I have always used alum pickle because it’s cheap, easy to get at
the pharmacy, and, I assumed, safer than other pickles. the
question is; is it any safer? and is it as good as any other pickle
(for silver) thanks, Polly.


#2

I have heard that one of the very best pickles for silver is boiling
phosphoric acid. However it is expensive.

Jeffrey Everett


#3

I too have used Alum for a ling time, and it most certainly is a
healthier alternative, as it is what they make pickles with. it is
also what the old blacksmiths used to use.

— david thorp
@david_thorp


#4

Alum is a very effective pickle when warm and I have never had any
issues with having to use bi carb to neutrilize any acid effects as
with sparex, sulphuric etc. As I understand Alum is a floculant
which is used to purify water and grab hold of any impurities that
are suspended in water. I am unsure of the science but it works very
effectively in removing flux and I will continue to use it unless
an Orchidian expert out there points out that I am using something
that is deterimental to my Customers and my health. By the way I
heat my Alum in a slow cooker and when it cools I can grow some very
awesome crystals. Best regards Terence M Dillon


#5

Hello Orchidians!

In searching for safe and/or eco-friendly alternatives to sparex
pickle, one of my teachers told me about Alum pickle but I didn’t
hape any recipe to go with it. Now that the subject is on the table,
does anyone has a pickle recipe using Alum? Thank you all!

Benoit Hamel


#6
Now that the subject is on the table, does anyone has a pickle
recipe using Alum? 
1.  Obtain Alum at the grocery store.

2.  Dissolve in water obtained from your tap. 

3.  Heat it up, and try it.

4.  If it's too slow for you, add more alum.

5.  It's saturated if, upon cooling, some crystallizes back out,

and then you know it’s as strong as it can get. If you need faster
pickle than it will be at this point, go back to sodium bisulphate.

Geez. Do we really need a recipe for this?

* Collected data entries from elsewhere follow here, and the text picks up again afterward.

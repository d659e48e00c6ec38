//! spmat - Sparse Matrix Calculator
//!
//! Thin consumers over the `spmat-core` engine: the two read-only rendering
//! contracts (dense grid and sparse triple dump) and the menu-driven
//! calculator binary. All matrix semantics live in the core crate; this
//! crate only formats results and drives the public contract.

// Re-export the core surface so consumers need a single dependency
pub use spmat_core::{
    // Facade and storage
    SparseMatrix, Element, Row, RowIndex,
    // Access traits
    SparseAccess, SparseEntries,
    // Error handling
    MatrixError, Result,
    // Zero-suppression threshold
    EPSILON,
};

pub mod render;

pub use render::{render_dense, render_sparse};
//! Sparse matrix facade
//!
//! The facade owns the row index and exposes the full public contract:
//! construction with fixed dimensions, cell mutation/query, and the derived
//! arithmetic and linear-algebra operations (implemented in [`crate::ops`]
//! and [`crate::linalg`]).

use crate::storage::{Row, RowIndex};
use crate::traits::{SparseAccess, SparseEntries};
use crate::{validation, Result, EPSILON};

/// In-memory sparse matrix with exact-zero elimination
///
/// Dimensions are fixed at construction. Only cells with a value magnitude
/// at or above [`EPSILON`] are stored; rows are created lazily on first
/// nonzero insert and removed when their last element goes away. Cloning
/// performs a full deep copy, so independently held matrices never alias.
#[derive(Debug, Clone, PartialEq)]
#[cfg_attr(feature = "serde", derive(serde::Serialize, serde::Deserialize))]
pub struct SparseMatrix {
    rows: usize,
    cols: usize,
    index: RowIndex,
}

impl SparseMatrix {
    /// Create an all-zero matrix with the given dimensions
    ///
    /// Fails with `InvalidArgument` if either dimension is zero.
    pub fn new(rows: usize, cols: usize) -> Result<Self> {
        validation::check_dimensions(rows, cols)?;
        Ok(Self {
            rows,
            cols,
            index: RowIndex::new(),
        })
    }

    /// Create a matrix from (row, col, value) triplets
    ///
    /// Sub-threshold values are skipped; a later triplet for the same cell
    /// overwrites an earlier one.
    pub fn from_triplets(
        rows: usize,
        cols: usize,
        triplets: &[(usize, usize, f64)],
    ) -> Result<Self> {
        let mut matrix = Self::new(rows, cols)?;
        for &(row, col, value) in triplets {
            matrix.insert(row, col, value)?;
        }
        Ok(matrix)
    }

    /// Number of rows
    pub const fn rows(&self) -> usize {
        self.rows
    }

    /// Number of columns
    pub const fn cols(&self) -> usize {
        self.cols
    }

    /// Dimensions as (rows, cols)
    pub const fn dims(&self) -> (usize, usize) {
        (self.rows, self.cols)
    }

    /// Number of stored elements
    pub fn nnz(&self) -> usize {
        self.index.nnz()
    }

    /// Set the value of a cell
    ///
    /// A sub-threshold value deletes any stored element at that cell; if
    /// that was the last element of its row, the row is purged. Fails with
    /// `IndexOutOfRange` when (row, col) is outside the declared bounds.
    pub fn insert(&mut self, row: usize, col: usize, value: f64) -> Result<()> {
        validation::check_index(row, col, self.rows, self.cols)?;

        if value.abs() < EPSILON {
            if let Some(chain) = self.index.locate_mut(row) {
                chain.remove(col);
                if chain.is_empty() {
                    self.index.purge_empty();
                }
            }
            return Ok(());
        }

        self.index.locate_or_create(row).upsert(col, value);
        Ok(())
    }

    /// Read the value of a cell
    ///
    /// Returns exactly `0.0` for any in-bounds cell with no stored element.
    /// Fails with `IndexOutOfRange` when (row, col) is outside the declared
    /// bounds, which is distinct from the absent-means-zero case.
    pub fn get(&self, row: usize, col: usize) -> Result<f64> {
        validation::check_index(row, col, self.rows, self.cols)?;
        Ok(self
            .index
            .locate(row)
            .map_or(0.0, |chain| chain.lookup(col)))
    }

    /// Iterate stored cells as (row, col, value) in ascending
    /// (row, column) order
    pub fn iter(&self) -> impl Iterator<Item = (usize, usize, f64)> + '_ {
        self.index.rows().iter().flat_map(|chain| {
            chain
                .elements()
                .iter()
                .map(move |e| (chain.index(), e.col, e.value))
        })
    }

    /// Stored row chains in ascending row order
    pub(crate) fn chains(&self) -> &[Row] {
        self.index.rows()
    }
}

impl SparseAccess for SparseMatrix {
    fn dims(&self) -> (usize, usize) {
        (self.rows, self.cols)
    }

    fn nnz(&self) -> usize {
        self.index.nnz()
    }

    fn value_at(&self, row: usize, col: usize) -> Result<f64> {
        self.get(row, col)
    }
}

impl SparseEntries for SparseMatrix {
    fn row_entries(&self, row: usize) -> Vec<(usize, f64)> {
        self.index.locate(row).map_or_else(Vec::new, |chain| {
            chain.elements().iter().map(|e| (e.col, e.value)).collect()
        })
    }

    fn entries(&self) -> Vec<(usize, usize, f64)> {
        self.iter().collect()
    }
}
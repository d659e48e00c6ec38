//! Error types for sparse matrix operations

/// Errors that can occur during sparse matrix operations
#[derive(Debug, Clone, Copy, PartialEq)]
pub enum MatrixError {
    /// Invalid argument (non-positive dimensions, zero-magnitude scalar divisor)
    InvalidArgument(&'static str),
    /// Row or column index outside the declared bounds
    IndexOutOfRange {
        /// Requested row index
        row: usize,
        /// Requested column index
        col: usize,
        /// Declared row count
        rows: usize,
        /// Declared column count
        cols: usize,
    },
    /// Operand shapes are incompatible for the requested operation
    DimensionMismatch {
        /// Operation that rejected the shapes
        op: &'static str,
        /// Dimensions of the left operand as (rows, cols)
        left: (usize, usize),
        /// Dimensions of the right operand as (rows, cols)
        right: (usize, usize),
    },
    /// Inverse requested on a numerically singular matrix
    SingularMatrix {
        /// Determinant that fell below the zero threshold
        determinant: f64,
    },
    /// Determinant or inverse requested for an unsupported order
    UnsupportedSize {
        /// Matrix order that was requested
        order: usize,
    },
}

impl core::fmt::Display for MatrixError {
    fn fmt(&self, f: &mut core::fmt::Formatter<'_>) -> core::fmt::Result {
        match self {
            MatrixError::InvalidArgument(reason) => {
                write!(f, "invalid argument: {reason}")
            }
            MatrixError::IndexOutOfRange {
                row,
                col,
                rows,
                cols,
            } => {
                write!(
                    f,
                    "index ({row}, {col}) out of range for {rows}x{cols} matrix"
                )
            }
            MatrixError::DimensionMismatch { op, left, right } => {
                write!(
                    f,
                    "dimension mismatch for {op}: {}x{} vs {}x{}",
                    left.0, left.1, right.0, right.1
                )
            }
            MatrixError::SingularMatrix { determinant } => {
                write!(
                    f,
                    "matrix is singular (determinant {determinant}), inverse does not exist"
                )
            }
            MatrixError::UnsupportedSize { order } => {
                write!(
                    f,
                    "order {order} not supported, determinant and inverse cover orders 1-3"
                )
            }
        }
    }
}

impl std::error::Error for MatrixError {}

/// Result type for sparse matrix operations
pub type Result<T> = core::result::Result<T, MatrixError>;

sorry. Not to be rude or anything. But what ever happened to just
trying something without being afraid of screwing it up? I can see
wanting instructions for complex things. But pickle? Am I missing
something here? After all. We’re talking about mixing two food grade
materials here. one is alum, an additive in pickling, and therefore
essentially edible, in small quantities, and water, which is
hopefully also drinkable in your location…

Peter


#7
Now that the subject is on the table, does anyone has a pickle
recipe using Alum? 

GRANNY’S SUN-DILLS
Med. to lg. cucumbers, whole or cut in halves or spears

3 tbsp. vinegar
2 tbsp. pickling salt
1/4 tsp. alum
Garlic cloves (optional)
Hot pepper pods (optional)
Heads of fresh dill weed

Put vinegar, pickling salt, alum, dill and garlic or pepper pods,
(if wanted) on bottom of quart jar. Pack cucumbers in jar and set in
bright sun for up to a week. Make sure lids are tight on jars before
storing in cool, dry place.


#8

Hi, I have been using alum for years and have never had any poblems
with disposal or fumes. It is relatively clean (used as a floculant
for cleansing water). As long as you use a pickle unit or slow
cooker (cheaper to buy) and keep the unit warm, oxides are removed
effectively without acids. Alum should be avaliable through a
pharmacy or drug store as the say in the US.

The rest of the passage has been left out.